WHAT YOU HAVE TO DO ->
Search the data below for the word "SpeechRequest" and report how many lines contain it. Nothing but the number is needed.

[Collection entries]
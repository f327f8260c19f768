//! Highlight Synchronizer and the document host it decorates.
//!
//! The synchronizer owns at most one paragraph span and one word span. Offsets
//! arrive relative to the cleaned text frozen at session start and are mapped
//! back to the host document through [`CleanedText`]. Highlighting is best
//! effort: every host failure is reported and swallowed.

use crate::config::HighlightConfig;
use crate::error::{ReadAloudError, Result};
use crate::report::ErrorReporter;
use crate::text::{CleanedText, Paragraph, Word};
use std::collections::BTreeMap;
use std::sync::{Arc, Mutex, MutexGuard, PoisonError};

/// Zero-based line and column (in characters) of a document offset.
#[derive(Debug, Clone, Copy, PartialEq, Eq, PartialOrd, Ord, Hash)]
pub struct DisplayPosition {
    pub line: usize,
    pub column: usize,
}

/// Opaque handle of a rendered highlight, issued by the host.
pub type HighlightHandle = u64;

#[derive(Debug, Clone, Copy, PartialEq, Eq)]
pub enum HighlightKind {
    Paragraph,
    Word,
}

/// A highlight currently shown, in source-document character offsets.
#[derive(Debug, Clone, Copy, PartialEq, Eq)]
pub struct HighlightSpan {
    pub absolute_start: usize,
    pub absolute_end: usize,
    pub kind: HighlightKind,
    pub handle: HighlightHandle,
}

/// The editor or viewer showing the document.
pub trait DocumentHost {
    /// Full plain text of the document.
    fn text(&self) -> String;

    fn offset_to_position(&self, offset: usize) -> Result<DisplayPosition>;

    fn create_highlight(
        &mut self,
        from: DisplayPosition,
        to: DisplayPosition,
        style: &str,
    ) -> Result<HighlightHandle>;

    fn clear_highlight(&mut self, handle: HighlightHandle) -> Result<()>;
}

/// Position of a character offset in `text`. The end of the text is a
/// valid position; anything past it is out of range.
pub fn position_of(text: &str, offset: usize) -> Result<DisplayPosition> {
    let mut position = DisplayPosition { line: 0, column: 0 };
    let mut seen = 0usize;
    for ch in text.chars() {
        if seen == offset {
            return Ok(position);
        }
        if ch == '\n' {
            position.line += 1;
            position.column = 0;
        } else {
            position.column += 1;
        }
        seen += 1;
    }
    if seen == offset {
        Ok(position)
    } else {
        Err(ReadAloudError::OffsetOutOfRange {
            offset,
            length: seen,
        })
    }
}

/// Character offset of a position in `text`, the inverse of [`position_of`].
pub fn offset_of(text: &str, position: DisplayPosition) -> Option<usize> {
    let mut line = 0usize;
    let mut column = 0usize;
    for (offset, ch) in text.chars().enumerate() {
        if line == position.line && column == position.column {
            return Some(offset);
        }
        if ch == '\n' {
            if line == position.line {
                return None;
            }
            line += 1;
            column = 0;
        } else {
            column += 1;
        }
    }
    (line == position.line && column == position.column).then(|| text.chars().count())
}

/// Owns the active highlight spans and drives the host.
pub struct Highlighter<H: DocumentHost> {
    host: H,
    config: HighlightConfig,
    paragraph: Option<HighlightSpan>,
    word: Option<HighlightSpan>,
    reporter: Arc<dyn ErrorReporter>,
}

impl<H: DocumentHost> Highlighter<H> {
    pub fn new(host: H, config: HighlightConfig, reporter: Arc<dyn ErrorReporter>) -> Self {
        Self {
            host,
            config,
            paragraph: None,
            word: None,
            reporter,
        }
    }

    pub fn host(&self) -> &H {
        &self.host
    }

    pub fn host_mut(&mut self) -> &mut H {
        &mut self.host
    }

    /// Replace the highlight settings, e.g. with a session's snapshot.
    pub fn set_config(&mut self, config: HighlightConfig) {
        self.config = config;
    }

    pub fn set_reporter(&mut self, reporter: Arc<dyn ErrorReporter>) {
        self.reporter = reporter;
    }

    pub fn word_enabled(&self) -> bool {
        self.config.word
    }

    /// Spans currently shown, paragraph first.
    pub fn active(&self) -> Vec<HighlightSpan> {
        self.paragraph.iter().chain(self.word.iter()).copied().collect()
    }

    pub fn show_paragraph(&mut self, document: &CleanedText, paragraph: &Paragraph) {
        if !self.config.paragraph {
            return;
        }
        self.clear(HighlightKind::Paragraph);
        self.paragraph = self.create(
            document,
            paragraph.start_offset,
            paragraph.end_offset,
            HighlightKind::Paragraph,
        );
    }

    /// Show `word`, whose offsets are relative to `paragraph`.
    pub fn show_word(&mut self, document: &CleanedText, paragraph: &Paragraph, word: &Word) {
        if !self.config.word {
            return;
        }
        self.clear(HighlightKind::Word);
        let start = paragraph.start_offset + word.start;
        self.word = self.create(document, start, start + word.length, HighlightKind::Word);
    }

    pub fn clear_word(&mut self) {
        self.clear(HighlightKind::Word);
    }

    pub fn clear_all(&mut self) {
        self.clear(HighlightKind::Word);
        self.clear(HighlightKind::Paragraph);
    }

    fn clear(&mut self, kind: HighlightKind) {
        let slot = match kind {
            HighlightKind::Paragraph => &mut self.paragraph,
            HighlightKind::Word => &mut self.word,
        };
        if let Some(span) = slot.take()
            && let Err(e) = self.host.clear_highlight(span.handle)
        {
            self.reporter.report("highlight", &e);
        }
    }

    fn create(
        &mut self,
        document: &CleanedText,
        start: usize,
        end: usize,
        kind: HighlightKind,
    ) -> Option<HighlightSpan> {
        match self.try_create(document, start, end, kind) {
            Ok(span) => Some(span),
            Err(e) => {
                self.reporter.report("highlight", &e);
                None
            }
        }
    }

    fn try_create(
        &mut self,
        document: &CleanedText,
        start: usize,
        end: usize,
        kind: HighlightKind,
    ) -> Result<HighlightSpan> {
        if end > document.len() || start > end {
            return Err(ReadAloudError::OffsetOutOfRange {
                offset: end.max(start),
                length: document.len(),
            });
        }
        let (absolute_start, absolute_end) = document.to_source_range(start, end);
        let from = self.host.offset_to_position(absolute_start)?;
        let to = self.host.offset_to_position(absolute_end)?;
        let style = match kind {
            HighlightKind::Paragraph => &self.config.paragraph_style,
            HighlightKind::Word => &self.config.word_style,
        };
        let handle = self.host.create_highlight(from, to, style)?;
        Ok(HighlightSpan {
            absolute_start,
            absolute_end,
            kind,
            handle,
        })
    }
}

/// A highlight as recorded by [`MemoryHost`].
#[derive(Debug, Clone, PartialEq, Eq)]
pub struct MemoryHighlight {
    pub from: DisplayPosition,
    pub to: DisplayPosition,
    pub style: String,
}

#[derive(Debug, Default)]
struct MemoryHostState {
    text: String,
    next_handle: HighlightHandle,
    highlights: BTreeMap<HighlightHandle, MemoryHighlight>,
    created: usize,
    should_fail_create: bool,
}

/// In-memory document host for testing.
///
/// Clones share state, so a test keeps a handle while the controller owns
/// the host.
#[derive(Debug, Clone, Default)]
pub struct MemoryHost {
    state: Arc<Mutex<MemoryHostState>>,
}

impl MemoryHost {
    pub fn new(text: &str) -> Self {
        Self {
            state: Arc::new(Mutex::new(MemoryHostState {
                text: text.to_string(),
                ..MemoryHostState::default()
            })),
        }
    }

    /// Configure the host to reject every highlight
    pub fn with_create_failure(self) -> Self {
        self.state().should_fail_create = true;
        self
    }

    fn state(&self) -> MutexGuard<'_, MemoryHostState> {
        self.state.lock().unwrap_or_else(PoisonError::into_inner)
    }

    /// Simulate an edit of the live document.
    pub fn set_text(&self, text: &str) {
        self.state().text = text.to_string();
    }

    /// Highlights currently shown, in creation order.
    pub fn highlights(&self) -> Vec<MemoryHighlight> {
        self.state().highlights.values().cloned().collect()
    }

    /// Number of highlights ever created.
    pub fn created_count(&self) -> usize {
        self.state().created
    }

    /// Text covered by the shown highlight with `style`.
    pub fn highlighted_text(&self, style: &str) -> Option<String> {
        let state = self.state();
        let highlight = state.highlights.values().find(|h| h.style == style)?;
        let from = offset_of(&state.text, highlight.from)?;
        let to = offset_of(&state.text, highlight.to)?;
        Some(state.text.chars().skip(from).take(to - from).collect())
    }
}

impl DocumentHost for MemoryHost {
    fn text(&self) -> String {
        self.state().text.clone()
    }

    fn offset_to_position(&self, offset: usize) -> Result<DisplayPosition> {
        position_of(&self.state().text, offset)
    }

    fn create_highlight(
        &mut self,
        from: DisplayPosition,
        to: DisplayPosition,
        style: &str,
    ) -> Result<HighlightHandle> {
        let mut state = self.state();
        if state.should_fail_create {
            return Err(ReadAloudError::Highlight {
                message: "mock host rejected the highlight".to_string(),
            });
        }
        state.next_handle += 1;
        let handle = state.next_handle;
        state.highlights.insert(
            handle,
            MemoryHighlight {
                from,
                to,
                style: style.to_string(),
            },
        );
        state.created += 1;
        Ok(handle)
    }

    fn clear_highlight(&mut self, handle: HighlightHandle) -> Result<()> {
        match self.state().highlights.remove(&handle) {
            Some(_) => Ok(()),
            None => Err(ReadAloudError::Highlight {
                message: format!("unknown highlight handle {handle}"),
            }),
        }
    }
}
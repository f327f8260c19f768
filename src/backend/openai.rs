//! Client for an OpenAI-compatible `/audio/speech` endpoint (remote service B).

use super::VoiceParams;
use super::remote::{SynthesisClient, http_client, read_clip, request_error};
use crate::audio::AudioClip;
use crate::config::OpenAiConfig;
use crate::defaults;
use crate::error::{ReadAloudError, Result};
use async_trait::async_trait;
use serde::Serialize;
use std::time::Duration;

/// The endpoint accepts speeds in this range only.
const SPEED_RANGE: (f32, f32) = (0.25, 4.0);

#[derive(Debug, Serialize)]
struct SpeechRequest<'a> {
    model: &'a str,
    input: &'a str,
    voice: &'a str,
    speed: f32,
    response_format: &'static str,
}

pub struct OpenAiClient {
    http: reqwest::Client,
    endpoint: String,
    model: String,
    voice: String,
    api_key: String,
}

impl OpenAiClient {
    pub fn new(config: &OpenAiConfig, timeout: Option<Duration>) -> Result<Self> {
        if config.api_key.trim().is_empty() {
            return Err(ReadAloudError::MissingCredential {
                service: "openai".to_string(),
                variable: defaults::OPENAI_API_KEY_ENV.to_string(),
            });
        }
        if config.endpoint.trim().is_empty() {
            return Err(ReadAloudError::ConfigInvalidValue {
                key: "openai.endpoint".to_string(),
                message: "endpoint must not be empty".to_string(),
            });
        }

        Ok(Self {
            http: http_client(timeout)?,
            endpoint: config.endpoint.clone(),
            model: config.model.clone(),
            voice: config.voice.clone(),
            api_key: config.api_key.clone(),
        })
    }

    fn body<'a>(&'a self, text: &'a str, voice: &'a VoiceParams) -> SpeechRequest<'a> {
        SpeechRequest {
            model: &self.model,
            input: text,
            voice: if voice.voice.is_empty() {
                &self.voice
            } else {
                &voice.voice
            },
            speed: voice.speed.clamp(SPEED_RANGE.0, SPEED_RANGE.1),
            response_format: "mp3",
        }
    }
}

#[async_trait]
impl SynthesisClient for OpenAiClient {
    fn service(&self) -> &'static str {
        "openai"
    }

    async fn synthesize(&self, text: &str, voice: &VoiceParams) -> Result<AudioClip> {
        let response = self
            .http
            .post(&self.endpoint)
            .bearer_auth(&self.api_key)
            .json(&self.body(text, voice))
            .send()
            .await
            .map_err(request_error)?;
        read_clip(response).await
    }
}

TASK RESULT ->
3